The next day, I got a call from a publicist, offering help. Had Bill himself seen my question? I was tantalized that the world's richest man had actually considered my words. Oh, no, she replied. We have bozo filters to catch those e-mails.
Bozo filter? Did that make me a ...? It took about a second to figure out what had happened. My message had been routed to the publicist. It hurt. But I understood. Who wouldn't want messages routed to a real person who did your screening?

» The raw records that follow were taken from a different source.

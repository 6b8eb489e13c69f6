//! Shared Segment Collection
//!
//! The collection is edited from two sides at once: user commands and the
//! orchestrator. Both go through this handle, which serializes every write
//! behind one async lock.

use std::sync::Arc;

use tokio::sync::RwLock;

use super::{CollectionSummary, CommandResult, Segment, SegmentCollection, SegmentCommand};
use crate::core::CoreResult;

/// Cloneable handle to a single-writer segment collection
#[derive(Clone, Default)]
pub struct SharedSegments {
    inner: Arc<RwLock<SegmentCollection>>,
}

impl SharedSegments {
    pub fn new(collection: SegmentCollection) -> Self {
        Self {
            inner: Arc::new(RwLock::new(collection)),
        }
    }

    /// Applies a user command
    pub async fn apply(&self, command: SegmentCommand) -> CoreResult<CommandResult> {
        let mut guard = self.inner.write().await;
        guard.apply(command)
    }

    /// Runs `f` with exclusive access. Run-side only; user edits go through
    /// [`SharedSegments::apply`].
    pub(crate) async fn write<T>(&self, f: impl FnOnce(&mut SegmentCollection) -> T) -> T {
        let mut guard = self.inner.write().await;
        f(&mut *guard)
    }

    /// Runs `f` with shared access
    pub async fn read<T>(&self, f: impl FnOnce(&SegmentCollection) -> T) -> T {
        let guard = self.inner.read().await;
        f(&*guard)
    }

    /// Clone of one segment
    pub async fn segment(&self, id: &str) -> Option<Segment> {
        self.read(|c| c.get(id).cloned()).await
    }

    /// Clone of every segment in order
    pub async fn snapshot(&self) -> Vec<Segment> {
        self.read(|c| c.segments().to_vec()).await
    }

    pub async fn summary(&self) -> CollectionSummary {
        self.read(|c| c.summary().clone()).await
    }
}
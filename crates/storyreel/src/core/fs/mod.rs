//! Filesystem utilities.
//!
//! Crash-tolerant writes for settings and stored clips, plus identifier checks
//! for anything that ends up as part of a file name.

use std::fs::File;
use std::io::{BufWriter, Write};
use std::path::{Path, PathBuf};

use crate::core::{CoreError, CoreResult};

/// Rejects identifiers that could escape the directory they are joined onto.
///
/// Empty ids, `..`, path separators, drive markers and control characters are
/// all refused.
pub fn validate_path_id_component(id: &str, label: &str) -> CoreResult<()> {
    let trimmed = id.trim();
    if trimmed.is_empty() {
        return Err(CoreError::ValidationError(format!(
            "{label} is empty or contains only whitespace"
        )));
    }
    if trimmed.contains("..")
        || trimmed.contains('/')
        || trimmed.contains('\\')
        || trimmed.contains(':')
    {
        return Err(CoreError::ValidationError(format!(
            "Invalid {label}: contains path traversal characters"
        )));
    }
    if trimmed.chars().any(|c| c.is_control()) {
        return Err(CoreError::ValidationError(format!(
            "Invalid {label}: contains control characters"
        )));
    }
    Ok(())
}

/// Write bytes to `path` using an atomic replace pattern.
///
/// The bytes land in a sibling `.tmp` file which is synced and then renamed
/// over the destination.
pub fn atomic_write_bytes(path: &Path, bytes: &[u8]) -> CoreResult<()> {
    if let Some(parent) = path.parent() {
        std::fs::create_dir_all(parent)?;
    }

    let tmp_path = sibling_with_suffix(path, "tmp");
    {
        let file = File::create(&tmp_path)?;
        let mut writer = BufWriter::new(file);
        writer.write_all(bytes)?;
        writer.flush()?;
        writer.get_ref().sync_all()?;
    }

    replace_with(path, &tmp_path)
}

/// Write a JSON file atomically with pretty formatting.
pub fn atomic_write_json_pretty<T: serde::Serialize>(path: &Path, value: &T) -> CoreResult<()> {
    let bytes = serde_json::to_vec_pretty(value)?;
    atomic_write_bytes(path, &bytes)
}

/// Removes a file if present. Returns whether something was deleted.
pub fn remove_file_if_exists(path: &Path) -> CoreResult<bool> {
    match std::fs::remove_file(path) {
        Ok(()) => Ok(true),
        Err(e) if e.kind() == std::io::ErrorKind::NotFound => Ok(false),
        Err(e) => Err(CoreError::IoError(e)),
    }
}

fn sibling_with_suffix(path: &Path, suffix: &str) -> PathBuf {
    let file_name = path
        .file_name()
        .map(|n| n.to_string_lossy().to_string())
        .unwrap_or_else(|| suffix.to_string());
    path.with_file_name(format!("{file_name}.{suffix}"))
}

fn replace_with(dest: &Path, src_tmp: &Path) -> CoreResult<()> {
    if !dest.exists() {
        std::fs::rename(src_tmp, dest)?;
        return Ok(());
    }

    // rename-over-existing is not portable; move the old file aside first.
    let bak = sibling_with_suffix(dest, "bak");
    if bak.exists() {
        let _ = std::fs::remove_file(&bak);
    }

    std::fs::rename(dest, &bak)?;
    match std::fs::rename(src_tmp, dest) {
        Ok(()) => {
            let _ = std::fs::remove_file(&bak);
            Ok(())
        }
        Err(e) => {
            let _ = std::fs::rename(&bak, dest);
            let _ = std::fs::remove_file(src_tmp);
            Err(CoreError::IoError(e))
        }
    }
}
//! LLM Scene Splitting
//!
//! Asks the LLM for scene boundaries and durations, then checks the answer
//! against the constraints. Any problem is reported to the engine, which
//! falls back to duration packing.

use serde::Deserialize;
use tracing::debug;

use super::text::snap_duration;
use super::{SegmentDraft, SegmentationConstraints};
use crate::core::ai::{
    complete_with_retry, parse_json_response, AIProvider, CompletionRequest, LlmCallOptions,
};
use crate::core::CoreError;

const SYSTEM_PROMPT: &str = r#"You are a storyboard editor for short-form video.
Split the user's script into consecutive scenes, each filmable as one short clip.
Keep the script's wording and order; do not invent content.
Respond with JSON only, shaped as:
{"scenes":[{"text":"...","durationSec":5}]}"#;

/// Why an LLM split was not usable
#[derive(Debug)]
pub(crate) enum AiSplitError {
    /// The call failed or its response could not be parsed
    Failed(CoreError),
    /// The response parsed but broke a constraint
    Violation(String),
}

impl std::fmt::Display for AiSplitError {
    fn fmt(&self, f: &mut std::fmt::Formatter<'_>) -> std::fmt::Result {
        match self {
            AiSplitError::Failed(e) => write!(f, "{e}"),
            AiSplitError::Violation(msg) => f.write_str(msg),
        }
    }
}

#[derive(Debug, Deserialize)]
#[serde(rename_all = "camelCase")]
struct ScenePlan {
    #[serde(default)]
    scenes: Vec<SceneProposal>,
}

#[derive(Debug, Deserialize)]
#[serde(rename_all = "camelCase")]
struct SceneProposal {
    text: String,
    #[serde(default, alias = "duration")]
    duration_sec: Option<f64>,
}

/// Requests and validates an LLM scene split
pub(crate) async fn ai_split(
    provider: &dyn AIProvider,
    script: &str,
    constraints: &SegmentationConstraints,
    options: &LlmCallOptions,
) -> Result<Vec<SegmentDraft>, AiSplitError> {
    let request = CompletionRequest::new(&build_prompt(script, constraints))
        .with_system(SYSTEM_PROMPT)
        .with_max_tokens(options.max_tokens)
        .with_temperature(options.temperature)
        .with_json_mode();

    let response = complete_with_retry(provider, request, options)
        .await
        .map_err(AiSplitError::Failed)?;

    let plan: ScenePlan = parse_json_response(&response.text).map_err(AiSplitError::Failed)?;
    debug!("LLM proposed {} scenes", plan.scenes.len());

    validate_plan(plan, constraints)
}

fn build_prompt(script: &str, constraints: &SegmentationConstraints) -> String {
    format!(
        "Constraints:\n\
         - at most {} scenes\n\
         - at most {} tokens of text per scene\n\
         - target {:.1}s per scene, never more than {:.1}s\n\n\
         Script:\n{}",
        constraints.max_segments,
        constraints.max_tokens_per_segment,
        constraints.target_duration,
        constraints.max_duration,
        script.trim()
    )
}

fn validate_plan(
    plan: ScenePlan,
    constraints: &SegmentationConstraints,
) -> Result<Vec<SegmentDraft>, AiSplitError> {
    let scenes: Vec<SceneProposal> = plan
        .scenes
        .into_iter()
        .filter(|s| !s.text.trim().is_empty())
        .collect();

    if scenes.is_empty() {
        return Err(AiSplitError::Violation("LLM returned no scenes".to_string()));
    }
    if scenes.len() > constraints.max_segments {
        return Err(AiSplitError::Violation(format!(
            "LLM returned {} scenes, limit is {}",
            scenes.len(),
            constraints.max_segments
        )));
    }

    let mut drafts = Vec::with_capacity(scenes.len());
    for (index, scene) in scenes.into_iter().enumerate() {
        let text = super::text::normalize_whitespace(&scene.text);
        let draft = match scene.duration_sec {
            Some(d) if d.is_finite() && d > 0.0 => SegmentDraft {
                duration: snap_duration(d, constraints.max_duration),
                text,
            },
            _ => SegmentDraft::estimated(text, constraints.max_duration),
        };
        if draft.tokens() > constraints.max_tokens_per_segment {
            return Err(AiSplitError::Violation(format!(
                "scene {} has {} tokens, limit is {}",
                index,
                draft.tokens(),
                constraints.max_tokens_per_segment
            )));
        }
        drafts.push(draft);
    }

    Ok(drafts)
}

At Microsoft, huge amounts of e-mail are common. It's part of the culture to boast that you can power through your messages and beg for more. The bigger the volume, the greater the status. But not all of us are fast or patient. Even some with the quickest minds can't keep up. Stanford Law professor Lawrence Lessig once declared "e-mail bankruptcy" when he realized that he had spent 80 hours in one week trying to catch up on a backlog of e-mail. Lessig, an internationally known expert on copyright law in the software industry, got 200 nonspam e-mails a day. He just reached a point of saturation. He copied all the e-mailers' addresses and sent them a note: "Dear person who sent me a yet-unanswered e-mail, I apologize, but I am declaring e-mail bankruptcy."